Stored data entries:
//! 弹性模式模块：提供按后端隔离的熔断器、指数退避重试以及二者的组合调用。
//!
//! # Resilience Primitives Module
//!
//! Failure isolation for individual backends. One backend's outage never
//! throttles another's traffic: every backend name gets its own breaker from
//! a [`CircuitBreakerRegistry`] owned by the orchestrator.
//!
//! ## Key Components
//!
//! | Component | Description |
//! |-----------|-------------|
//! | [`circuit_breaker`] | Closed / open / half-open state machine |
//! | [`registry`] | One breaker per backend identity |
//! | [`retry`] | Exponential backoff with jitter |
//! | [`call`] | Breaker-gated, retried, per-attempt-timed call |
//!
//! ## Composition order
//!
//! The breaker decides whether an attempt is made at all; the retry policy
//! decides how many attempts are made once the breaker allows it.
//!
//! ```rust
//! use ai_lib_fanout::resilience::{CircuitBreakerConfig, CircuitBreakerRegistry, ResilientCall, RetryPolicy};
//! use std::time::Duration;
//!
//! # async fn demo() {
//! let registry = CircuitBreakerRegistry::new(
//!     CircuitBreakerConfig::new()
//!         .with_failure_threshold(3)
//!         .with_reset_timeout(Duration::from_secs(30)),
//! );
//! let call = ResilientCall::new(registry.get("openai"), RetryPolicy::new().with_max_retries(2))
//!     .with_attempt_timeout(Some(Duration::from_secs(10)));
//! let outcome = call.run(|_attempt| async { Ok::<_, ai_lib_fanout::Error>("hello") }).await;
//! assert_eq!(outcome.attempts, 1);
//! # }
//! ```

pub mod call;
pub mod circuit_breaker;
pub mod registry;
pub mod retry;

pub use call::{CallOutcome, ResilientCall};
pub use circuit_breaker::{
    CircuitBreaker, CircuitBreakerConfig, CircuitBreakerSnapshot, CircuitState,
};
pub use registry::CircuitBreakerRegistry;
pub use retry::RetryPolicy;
==
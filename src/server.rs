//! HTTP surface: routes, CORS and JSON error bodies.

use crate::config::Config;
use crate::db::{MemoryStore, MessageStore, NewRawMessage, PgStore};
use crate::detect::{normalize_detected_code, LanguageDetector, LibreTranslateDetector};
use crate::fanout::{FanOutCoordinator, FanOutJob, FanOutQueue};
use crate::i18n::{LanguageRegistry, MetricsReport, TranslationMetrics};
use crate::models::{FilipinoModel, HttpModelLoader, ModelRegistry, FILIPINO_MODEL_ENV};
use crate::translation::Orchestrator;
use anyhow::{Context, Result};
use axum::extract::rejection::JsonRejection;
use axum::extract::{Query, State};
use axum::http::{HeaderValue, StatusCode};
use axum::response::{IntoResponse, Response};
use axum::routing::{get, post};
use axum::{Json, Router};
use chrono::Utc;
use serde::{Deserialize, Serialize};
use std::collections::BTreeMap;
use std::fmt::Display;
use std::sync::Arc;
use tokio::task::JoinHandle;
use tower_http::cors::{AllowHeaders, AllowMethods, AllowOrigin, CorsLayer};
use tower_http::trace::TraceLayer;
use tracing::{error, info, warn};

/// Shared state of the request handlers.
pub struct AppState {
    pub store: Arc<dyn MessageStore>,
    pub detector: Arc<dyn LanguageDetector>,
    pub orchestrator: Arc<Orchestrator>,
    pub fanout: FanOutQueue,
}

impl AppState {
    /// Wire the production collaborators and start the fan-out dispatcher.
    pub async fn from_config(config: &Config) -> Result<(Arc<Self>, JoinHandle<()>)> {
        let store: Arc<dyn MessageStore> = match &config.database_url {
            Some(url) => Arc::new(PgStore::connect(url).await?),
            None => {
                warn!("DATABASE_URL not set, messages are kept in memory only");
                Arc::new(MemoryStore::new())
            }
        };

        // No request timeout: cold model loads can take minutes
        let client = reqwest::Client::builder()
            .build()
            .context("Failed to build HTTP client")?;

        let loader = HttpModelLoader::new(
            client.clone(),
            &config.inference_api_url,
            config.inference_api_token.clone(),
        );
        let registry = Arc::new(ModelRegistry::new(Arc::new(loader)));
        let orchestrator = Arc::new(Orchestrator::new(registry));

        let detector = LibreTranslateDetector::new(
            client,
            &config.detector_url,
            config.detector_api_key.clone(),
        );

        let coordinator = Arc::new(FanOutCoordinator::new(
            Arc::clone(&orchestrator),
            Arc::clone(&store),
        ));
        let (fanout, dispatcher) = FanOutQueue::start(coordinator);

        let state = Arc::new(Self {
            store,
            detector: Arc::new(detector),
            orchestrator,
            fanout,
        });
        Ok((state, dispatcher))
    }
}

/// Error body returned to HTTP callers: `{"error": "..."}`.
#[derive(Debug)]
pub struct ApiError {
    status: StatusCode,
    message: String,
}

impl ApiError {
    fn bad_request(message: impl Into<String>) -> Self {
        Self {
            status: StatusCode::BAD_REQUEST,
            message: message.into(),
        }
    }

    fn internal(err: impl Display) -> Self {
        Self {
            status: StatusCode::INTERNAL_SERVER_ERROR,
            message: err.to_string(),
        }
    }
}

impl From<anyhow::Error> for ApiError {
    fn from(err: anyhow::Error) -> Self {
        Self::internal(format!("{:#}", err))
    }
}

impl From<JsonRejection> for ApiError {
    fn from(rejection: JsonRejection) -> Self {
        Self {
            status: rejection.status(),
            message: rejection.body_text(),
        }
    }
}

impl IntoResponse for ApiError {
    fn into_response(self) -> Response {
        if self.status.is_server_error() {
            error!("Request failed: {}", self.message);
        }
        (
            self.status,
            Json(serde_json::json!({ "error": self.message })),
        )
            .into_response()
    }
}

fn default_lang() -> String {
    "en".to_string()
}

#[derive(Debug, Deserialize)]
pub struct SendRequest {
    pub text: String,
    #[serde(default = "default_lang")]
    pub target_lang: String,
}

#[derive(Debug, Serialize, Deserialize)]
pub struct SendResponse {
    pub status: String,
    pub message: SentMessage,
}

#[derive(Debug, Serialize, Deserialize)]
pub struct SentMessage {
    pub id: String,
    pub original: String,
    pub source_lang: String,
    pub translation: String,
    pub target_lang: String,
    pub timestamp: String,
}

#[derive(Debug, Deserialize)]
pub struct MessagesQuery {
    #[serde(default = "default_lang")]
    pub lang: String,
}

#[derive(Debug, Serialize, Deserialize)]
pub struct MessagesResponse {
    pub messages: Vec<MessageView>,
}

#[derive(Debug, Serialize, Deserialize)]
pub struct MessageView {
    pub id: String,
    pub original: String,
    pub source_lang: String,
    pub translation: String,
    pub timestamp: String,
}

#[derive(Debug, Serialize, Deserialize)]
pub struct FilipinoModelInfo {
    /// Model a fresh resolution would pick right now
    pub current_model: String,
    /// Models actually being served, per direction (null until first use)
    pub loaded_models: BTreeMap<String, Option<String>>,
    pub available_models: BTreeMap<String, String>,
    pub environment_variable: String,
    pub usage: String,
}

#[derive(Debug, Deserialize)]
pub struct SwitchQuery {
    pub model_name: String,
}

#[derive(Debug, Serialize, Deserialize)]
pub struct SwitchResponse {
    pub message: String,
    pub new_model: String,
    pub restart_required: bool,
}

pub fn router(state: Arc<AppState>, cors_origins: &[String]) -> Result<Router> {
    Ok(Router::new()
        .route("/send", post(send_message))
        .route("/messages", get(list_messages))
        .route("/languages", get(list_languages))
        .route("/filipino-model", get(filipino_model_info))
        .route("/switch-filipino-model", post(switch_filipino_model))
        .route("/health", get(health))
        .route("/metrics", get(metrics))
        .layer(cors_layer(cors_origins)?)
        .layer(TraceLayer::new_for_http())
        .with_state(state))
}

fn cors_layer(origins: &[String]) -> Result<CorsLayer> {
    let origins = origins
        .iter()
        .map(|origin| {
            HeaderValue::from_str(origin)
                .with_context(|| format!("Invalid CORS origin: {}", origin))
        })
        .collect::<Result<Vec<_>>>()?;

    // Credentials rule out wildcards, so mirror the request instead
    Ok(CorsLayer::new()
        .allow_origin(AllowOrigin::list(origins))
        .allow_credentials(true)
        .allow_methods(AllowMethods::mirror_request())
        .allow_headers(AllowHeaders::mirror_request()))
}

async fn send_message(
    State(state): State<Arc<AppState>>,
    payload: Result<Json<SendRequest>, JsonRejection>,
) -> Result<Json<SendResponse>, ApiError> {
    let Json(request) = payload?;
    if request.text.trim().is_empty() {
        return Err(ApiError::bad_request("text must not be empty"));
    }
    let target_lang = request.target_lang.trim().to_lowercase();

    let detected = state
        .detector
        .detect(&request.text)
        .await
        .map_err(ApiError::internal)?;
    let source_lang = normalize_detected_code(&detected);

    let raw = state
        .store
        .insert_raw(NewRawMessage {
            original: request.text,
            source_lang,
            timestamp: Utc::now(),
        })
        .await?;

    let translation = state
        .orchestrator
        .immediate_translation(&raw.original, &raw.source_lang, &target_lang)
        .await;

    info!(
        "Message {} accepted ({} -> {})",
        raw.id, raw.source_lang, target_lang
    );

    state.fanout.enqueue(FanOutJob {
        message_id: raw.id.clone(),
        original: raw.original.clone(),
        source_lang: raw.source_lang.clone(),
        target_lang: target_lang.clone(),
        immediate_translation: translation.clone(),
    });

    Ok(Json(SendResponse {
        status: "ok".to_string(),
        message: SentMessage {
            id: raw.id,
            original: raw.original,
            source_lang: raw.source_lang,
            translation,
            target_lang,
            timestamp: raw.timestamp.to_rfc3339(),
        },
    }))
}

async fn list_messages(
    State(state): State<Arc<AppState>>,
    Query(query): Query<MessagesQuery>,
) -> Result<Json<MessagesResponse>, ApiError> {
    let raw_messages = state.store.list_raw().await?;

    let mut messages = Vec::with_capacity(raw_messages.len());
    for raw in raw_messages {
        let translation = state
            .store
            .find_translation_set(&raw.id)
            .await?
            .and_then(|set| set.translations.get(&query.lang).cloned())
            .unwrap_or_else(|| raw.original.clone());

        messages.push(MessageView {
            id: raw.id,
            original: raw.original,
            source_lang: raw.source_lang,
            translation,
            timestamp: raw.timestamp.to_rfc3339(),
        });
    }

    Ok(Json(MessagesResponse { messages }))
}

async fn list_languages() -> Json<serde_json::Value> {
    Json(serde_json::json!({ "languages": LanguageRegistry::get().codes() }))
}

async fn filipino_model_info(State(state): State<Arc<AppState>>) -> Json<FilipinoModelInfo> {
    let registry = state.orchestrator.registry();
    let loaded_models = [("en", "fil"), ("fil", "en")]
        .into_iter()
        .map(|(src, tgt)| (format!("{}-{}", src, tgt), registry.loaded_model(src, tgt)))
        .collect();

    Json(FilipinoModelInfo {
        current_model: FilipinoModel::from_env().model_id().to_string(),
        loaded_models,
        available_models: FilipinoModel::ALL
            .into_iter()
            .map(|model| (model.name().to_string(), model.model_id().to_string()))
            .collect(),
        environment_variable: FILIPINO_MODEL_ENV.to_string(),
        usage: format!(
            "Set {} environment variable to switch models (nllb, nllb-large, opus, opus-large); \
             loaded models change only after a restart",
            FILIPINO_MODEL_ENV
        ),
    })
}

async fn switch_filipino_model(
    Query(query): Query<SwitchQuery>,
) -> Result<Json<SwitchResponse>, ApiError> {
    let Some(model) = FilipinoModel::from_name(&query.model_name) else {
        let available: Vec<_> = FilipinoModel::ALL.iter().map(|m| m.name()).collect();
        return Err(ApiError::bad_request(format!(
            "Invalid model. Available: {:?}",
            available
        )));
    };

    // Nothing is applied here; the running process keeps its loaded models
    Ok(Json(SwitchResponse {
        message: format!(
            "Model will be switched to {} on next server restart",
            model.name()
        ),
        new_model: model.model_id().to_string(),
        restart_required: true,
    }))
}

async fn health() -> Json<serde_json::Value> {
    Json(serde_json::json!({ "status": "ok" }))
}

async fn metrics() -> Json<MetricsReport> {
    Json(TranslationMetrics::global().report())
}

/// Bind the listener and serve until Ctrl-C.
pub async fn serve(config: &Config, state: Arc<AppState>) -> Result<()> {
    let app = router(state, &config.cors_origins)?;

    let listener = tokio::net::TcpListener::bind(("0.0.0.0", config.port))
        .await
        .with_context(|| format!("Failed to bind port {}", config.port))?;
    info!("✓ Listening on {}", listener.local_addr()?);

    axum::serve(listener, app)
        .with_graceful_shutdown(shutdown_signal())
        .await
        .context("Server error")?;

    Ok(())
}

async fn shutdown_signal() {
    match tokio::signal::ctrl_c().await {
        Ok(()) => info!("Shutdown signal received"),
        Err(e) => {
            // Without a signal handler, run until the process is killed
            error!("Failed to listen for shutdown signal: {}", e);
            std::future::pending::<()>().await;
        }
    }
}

To do:
Determine how many lines of the records contain the word "AppState". Reply with the number by itself.

Exercise response:
7